Mary J. Blige e la creazione dell’Hip hop soul

giovedì 28 luglio 2022


Con il suo debutto a dir poco all’avanguardia, Mary J. Blige diventa la regina di una categoria musicale da lei ibridata: l’Hip hop soul. L’eloquenza e il tono evocativo della sua voce è difficile da riprodurre, così unico da scoraggiare gli eventuali imitatori. What’s the 411?, uscito precisamente trent’anni fa, è uno degli album più freschi ed esplosivi degli anni Novanta, una lezione di Mary J. sull’abilità vocale.

I pezzi Real Love e lo pseudo-gospel Sweet Thing sono e rimarranno dei frammenti di anima soul che sembrano non subire il passare del tempo. You Remind Me e I Don’t Want to Do Anything (dettata con K-Ci) non sono da meno, colpendo l’ascoltatore quasi allo stesso modo. C’è da dire però che non è chiaro quanto dell’attitudine Hip hop di Blige sia farina del suo sacco o dei produttori che hanno contribuito in What’s the 411? (tra cui Sean “Puffy” Combs, Dave Hall, DeVante Swing, il beatmaker Tony Dofat e il rapper Grand Puba).

La cantante vuole apparire “vera” – come si direbbe oggi vantando una ricercata credibilità di strada, essendo l’Hip hop nato dal cemento delle case popolari del Bronx. C’è da dire però che l’album di debutto della newyorkese è l’unico che presenta così forti influenze rap, con perfino delle “barre” rimate nella title track. Col senno di poi è decisamente più facile trovare i punti deboli di What’s the 411?, come gli inflazionati intermezzi che simulano una segreteria telefonica o la piattezza di alcune produzioni piene di sintetizzatori e poco organiche, che non rendono giustizia ai potenti riadattamenti dal vivo di quest’ultime.
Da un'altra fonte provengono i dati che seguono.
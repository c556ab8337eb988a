//! Document processing: chunking, indexing, summaries, flashcards, and retrieval answers.

pub mod ask;
pub mod chunking;
pub mod dedupe;
pub mod flashcards;
pub mod ingest;
pub mod prepare;
mod service;
pub mod summarize;
pub mod tokens;
pub mod types;

pub use ask::QuestionAnswerer;
pub use chunking::{ChunkSplitter, PageBoundary, split_pages};
pub use dedupe::deduplicate;
pub use flashcards::FlashcardGenerator;
pub use ingest::IngestionPipeline;
pub use prepare::InputPreparer;
pub use service::{Collaborators, ProcessingApi, ProcessingService, ServiceInitError};
pub use summarize::SummarizationOrchestrator;
pub use types::{
    Answer, AnswerSource, AskError, AskRequest, AudioMode, Chunk, ChunkingError, Flashcard,
    FlashcardError, IndexingFailure, IngestionError, IngestionOutcome, IngestionRecord,
    InputSource, PreparationError, StudyInput, SummarizeError, SummaryOptions, SummaryResult,
};
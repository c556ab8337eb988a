//! Turns an uploaded document or raw text into budget-checked model input.

use super::chunking::ChunkSplitter;
use super::dedupe::deduplicate_with_stats;
use super::tokens::TokenCounter;
use super::types::{InputSource, PreparationError, StudyInput};
use crate::extraction::PdfTextExtractor;

/// Text ready to be placed in a prompt.
#[derive(Debug, Clone)]
pub struct PreparedInput {
    /// Prompt-ready text.
    pub text: String,
    /// Estimated token count of `text`.
    pub tokens: usize,
    /// Where the text came from.
    pub source: InputSource,
}

/// Shared input preparation for summaries and flashcards.
pub struct InputPreparer {
    extractor: PdfTextExtractor,
    splitter: ChunkSplitter,
    token_counter: TokenCounter,
    max_input_tokens: usize,
}

impl InputPreparer {
    /// Build a preparer enforcing `max_input_tokens`.
    pub fn new(
        extractor: PdfTextExtractor,
        splitter: ChunkSplitter,
        token_counter: TokenCounter,
        max_input_tokens: usize,
    ) -> Self {
        Self {
            extractor,
            splitter,
            token_counter,
            max_input_tokens,
        }
    }

    /// Configured input budget.
    pub fn max_input_tokens(&self) -> usize {
        self.max_input_tokens
    }

    /// Extract a document and join its chunk texts with single spaces.
    pub fn document_text(
        &self,
        document: &[u8],
    ) -> Result<(String, InputSource), PreparationError> {
        let pages = self.extractor.extract(document)?;
        let texts: Vec<String> = pages.into_iter().map(|page| page.text).collect();
        let chunks = self.splitter.split(&texts);
        let source = InputSource::Document {
            pages: texts.len(),
            chunks: chunks.len(),
        };
        let joined = chunks
            .into_iter()
            .map(|chunk| chunk.text)
            .collect::<Vec<_>>()
            .join(" ");
        Ok((joined, source))
    }

    /// Resolve the input to text, optionally drop repeated sentences, and enforce the budget.
    ///
    /// A document takes precedence over text when both are present, unless the document
    /// yields no text, in which case the supplied text is used. Empty uploads and blank text
    /// count as absent.
    pub fn prepare(
        &self,
        input: &StudyInput,
        deduplicate: bool,
    ) -> Result<PreparedInput, PreparationError> {
        let document = input.document.as_deref().filter(|bytes| !bytes.is_empty());
        let raw_text = input.text.as_deref().filter(|text| !text.trim().is_empty());

        let (text, source) = match (document, raw_text) {
            (Some(bytes), fallback) => {
                let (text, source) = self.document_text(bytes)?;
                match fallback {
                    Some(raw) if text.trim().is_empty() => {
                        tracing::info!(?source, "Document yielded no text, using supplied text");
                        (raw.to_string(), InputSource::Text)
                    }
                    _ => (text, source),
                }
            }
            (None, Some(text)) => (text.to_string(), InputSource::Text),
            (None, None) => return Err(PreparationError::MissingInput),
        };

        let text = if deduplicate {
            let result = deduplicate_with_stats(&text);
            if result.removed > 0 {
                tracing::debug!(removed = result.removed, "Dropped repeated sentences");
            }
            result.text
        } else {
            text
        };

        if text.trim().is_empty() {
            tracing::warn!(?source, "Input contained no extractable text");
            return Err(PreparationError::MissingInput);
        }

        let tokens = (self.token_counter)(&text);
        if tokens > self.max_input_tokens {
            tracing::warn!(
                tokens,
                limit = self.max_input_tokens,
                "Input exceeds token budget"
            );
            return Err(PreparationError::InputTooLarge {
                measured: tokens,
                limit: self.max_input_tokens,
            });
        }

        Ok(PreparedInput {
            text,
            tokens,
            source,
        })
    }
}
Tirando le somme, chi preferisce un soul più umile e “suonato” apprezzerà sicuramente My Life – il secondo album di Mary J. Blige – più del predecessore. What’s the 411? però resta senza ombra di dubbio l’album più significativo per la carriera della cantante, per la sua consistenza, per aver raggiunto un ampio numero di ascoltatori e per aver nobilitato, insieme ai grandi dell’Hip hop, la musica “degli ultimi”.